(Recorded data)
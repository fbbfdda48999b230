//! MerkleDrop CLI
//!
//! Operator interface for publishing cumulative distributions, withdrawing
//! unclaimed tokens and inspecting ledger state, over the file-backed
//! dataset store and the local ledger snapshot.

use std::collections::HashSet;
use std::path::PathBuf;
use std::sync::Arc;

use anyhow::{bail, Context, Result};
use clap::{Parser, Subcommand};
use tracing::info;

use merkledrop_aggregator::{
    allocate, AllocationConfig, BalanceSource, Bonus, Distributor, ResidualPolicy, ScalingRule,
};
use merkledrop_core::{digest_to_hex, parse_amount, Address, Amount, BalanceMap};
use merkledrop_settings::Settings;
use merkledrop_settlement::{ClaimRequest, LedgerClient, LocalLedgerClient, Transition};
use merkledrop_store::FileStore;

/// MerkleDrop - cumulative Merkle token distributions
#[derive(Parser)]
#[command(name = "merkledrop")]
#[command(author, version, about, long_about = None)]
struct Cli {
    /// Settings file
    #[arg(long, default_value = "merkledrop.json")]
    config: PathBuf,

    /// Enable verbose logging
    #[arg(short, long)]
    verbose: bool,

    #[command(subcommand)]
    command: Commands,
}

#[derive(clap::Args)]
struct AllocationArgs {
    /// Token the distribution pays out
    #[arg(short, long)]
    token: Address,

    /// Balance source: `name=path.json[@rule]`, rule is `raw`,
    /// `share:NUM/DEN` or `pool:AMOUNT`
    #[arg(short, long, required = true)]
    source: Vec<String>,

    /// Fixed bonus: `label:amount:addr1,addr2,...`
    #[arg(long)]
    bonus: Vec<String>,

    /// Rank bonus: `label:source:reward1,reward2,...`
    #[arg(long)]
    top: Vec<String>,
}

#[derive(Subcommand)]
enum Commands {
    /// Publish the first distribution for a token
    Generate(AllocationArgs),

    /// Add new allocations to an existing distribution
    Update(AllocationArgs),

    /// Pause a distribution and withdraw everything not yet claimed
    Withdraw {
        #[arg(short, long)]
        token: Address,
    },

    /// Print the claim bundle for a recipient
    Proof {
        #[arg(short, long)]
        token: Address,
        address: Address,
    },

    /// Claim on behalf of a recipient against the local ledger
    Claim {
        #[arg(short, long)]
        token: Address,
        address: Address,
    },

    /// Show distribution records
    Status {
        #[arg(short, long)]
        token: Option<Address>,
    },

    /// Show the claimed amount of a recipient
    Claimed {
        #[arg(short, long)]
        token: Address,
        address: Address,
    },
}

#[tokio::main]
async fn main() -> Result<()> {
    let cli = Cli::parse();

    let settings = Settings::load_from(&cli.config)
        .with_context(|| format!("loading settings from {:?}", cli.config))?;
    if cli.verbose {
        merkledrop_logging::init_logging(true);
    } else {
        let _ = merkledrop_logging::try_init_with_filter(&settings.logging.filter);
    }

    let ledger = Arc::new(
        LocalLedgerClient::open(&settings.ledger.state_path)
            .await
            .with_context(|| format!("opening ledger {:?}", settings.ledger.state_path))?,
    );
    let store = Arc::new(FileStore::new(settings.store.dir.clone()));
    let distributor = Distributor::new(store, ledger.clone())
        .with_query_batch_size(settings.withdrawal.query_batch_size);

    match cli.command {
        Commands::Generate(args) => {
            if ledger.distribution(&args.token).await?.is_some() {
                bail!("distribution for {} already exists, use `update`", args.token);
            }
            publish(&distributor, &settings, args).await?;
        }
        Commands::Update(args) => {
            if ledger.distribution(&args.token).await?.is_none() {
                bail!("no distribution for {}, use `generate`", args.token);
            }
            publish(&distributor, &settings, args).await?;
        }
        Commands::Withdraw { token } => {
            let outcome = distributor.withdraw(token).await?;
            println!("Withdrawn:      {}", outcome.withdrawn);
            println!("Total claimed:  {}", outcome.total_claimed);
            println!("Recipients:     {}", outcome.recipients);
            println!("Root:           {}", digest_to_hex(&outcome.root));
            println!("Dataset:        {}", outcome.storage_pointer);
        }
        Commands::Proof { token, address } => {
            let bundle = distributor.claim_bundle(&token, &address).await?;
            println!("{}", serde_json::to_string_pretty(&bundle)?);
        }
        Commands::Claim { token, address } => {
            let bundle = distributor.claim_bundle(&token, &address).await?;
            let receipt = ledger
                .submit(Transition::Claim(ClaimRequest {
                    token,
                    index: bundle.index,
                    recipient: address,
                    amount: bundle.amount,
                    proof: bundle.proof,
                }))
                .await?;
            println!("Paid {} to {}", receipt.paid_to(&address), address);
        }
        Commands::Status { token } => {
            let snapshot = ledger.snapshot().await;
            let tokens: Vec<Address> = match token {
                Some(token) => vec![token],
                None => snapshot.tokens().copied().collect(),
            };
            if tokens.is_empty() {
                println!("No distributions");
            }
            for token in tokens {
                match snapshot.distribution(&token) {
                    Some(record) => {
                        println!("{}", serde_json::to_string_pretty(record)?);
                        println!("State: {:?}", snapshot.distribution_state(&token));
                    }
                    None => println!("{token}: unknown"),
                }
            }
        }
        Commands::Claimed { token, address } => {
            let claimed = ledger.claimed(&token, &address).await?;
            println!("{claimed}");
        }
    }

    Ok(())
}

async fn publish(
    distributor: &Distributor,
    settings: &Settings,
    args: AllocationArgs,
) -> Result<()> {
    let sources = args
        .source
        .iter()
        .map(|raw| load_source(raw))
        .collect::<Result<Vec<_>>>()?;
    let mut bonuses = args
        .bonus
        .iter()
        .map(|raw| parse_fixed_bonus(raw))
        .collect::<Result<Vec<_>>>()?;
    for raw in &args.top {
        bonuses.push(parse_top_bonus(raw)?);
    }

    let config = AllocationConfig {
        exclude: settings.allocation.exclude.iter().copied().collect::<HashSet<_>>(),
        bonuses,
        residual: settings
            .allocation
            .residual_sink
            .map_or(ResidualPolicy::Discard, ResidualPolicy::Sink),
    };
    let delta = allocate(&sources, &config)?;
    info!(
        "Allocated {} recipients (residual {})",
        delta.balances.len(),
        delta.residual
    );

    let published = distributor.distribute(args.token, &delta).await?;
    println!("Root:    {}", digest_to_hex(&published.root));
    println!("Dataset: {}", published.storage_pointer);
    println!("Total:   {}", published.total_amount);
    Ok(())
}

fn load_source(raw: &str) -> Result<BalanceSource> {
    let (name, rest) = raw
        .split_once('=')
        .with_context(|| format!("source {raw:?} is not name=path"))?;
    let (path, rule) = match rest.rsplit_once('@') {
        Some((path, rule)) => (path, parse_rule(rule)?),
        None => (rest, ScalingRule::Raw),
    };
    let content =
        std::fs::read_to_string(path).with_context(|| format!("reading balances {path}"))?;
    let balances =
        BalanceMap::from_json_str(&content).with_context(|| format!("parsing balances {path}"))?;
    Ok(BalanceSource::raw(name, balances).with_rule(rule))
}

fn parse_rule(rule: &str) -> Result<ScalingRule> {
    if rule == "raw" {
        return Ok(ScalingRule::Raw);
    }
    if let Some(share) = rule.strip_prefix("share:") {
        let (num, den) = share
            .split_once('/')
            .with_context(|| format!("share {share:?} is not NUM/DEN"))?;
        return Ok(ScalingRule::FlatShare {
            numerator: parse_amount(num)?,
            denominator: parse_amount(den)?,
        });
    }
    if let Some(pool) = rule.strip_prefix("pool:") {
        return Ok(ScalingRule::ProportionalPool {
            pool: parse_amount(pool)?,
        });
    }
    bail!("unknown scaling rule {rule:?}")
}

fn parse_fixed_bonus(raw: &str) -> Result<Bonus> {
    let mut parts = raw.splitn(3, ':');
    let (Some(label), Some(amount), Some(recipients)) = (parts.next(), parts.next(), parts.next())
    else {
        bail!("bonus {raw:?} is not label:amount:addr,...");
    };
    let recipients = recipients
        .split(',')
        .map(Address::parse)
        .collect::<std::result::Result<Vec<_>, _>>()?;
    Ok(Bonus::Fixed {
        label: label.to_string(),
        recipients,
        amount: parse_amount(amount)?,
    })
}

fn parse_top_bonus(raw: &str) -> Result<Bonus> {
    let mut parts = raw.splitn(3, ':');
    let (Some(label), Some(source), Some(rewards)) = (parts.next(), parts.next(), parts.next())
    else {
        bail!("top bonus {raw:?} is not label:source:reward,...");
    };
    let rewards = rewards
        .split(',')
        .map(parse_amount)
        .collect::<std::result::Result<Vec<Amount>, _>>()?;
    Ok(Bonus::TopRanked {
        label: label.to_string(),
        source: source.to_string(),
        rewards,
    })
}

(TASK DESCRIPTION) Check each line above for the string "cumulative", then copy the ones that have it.

(SOLUTION TO THE EXERCISE)
//! Operator interface for publishing cumulative distributions, withdrawing
/// MerkleDrop - cumulative Merkle token distributions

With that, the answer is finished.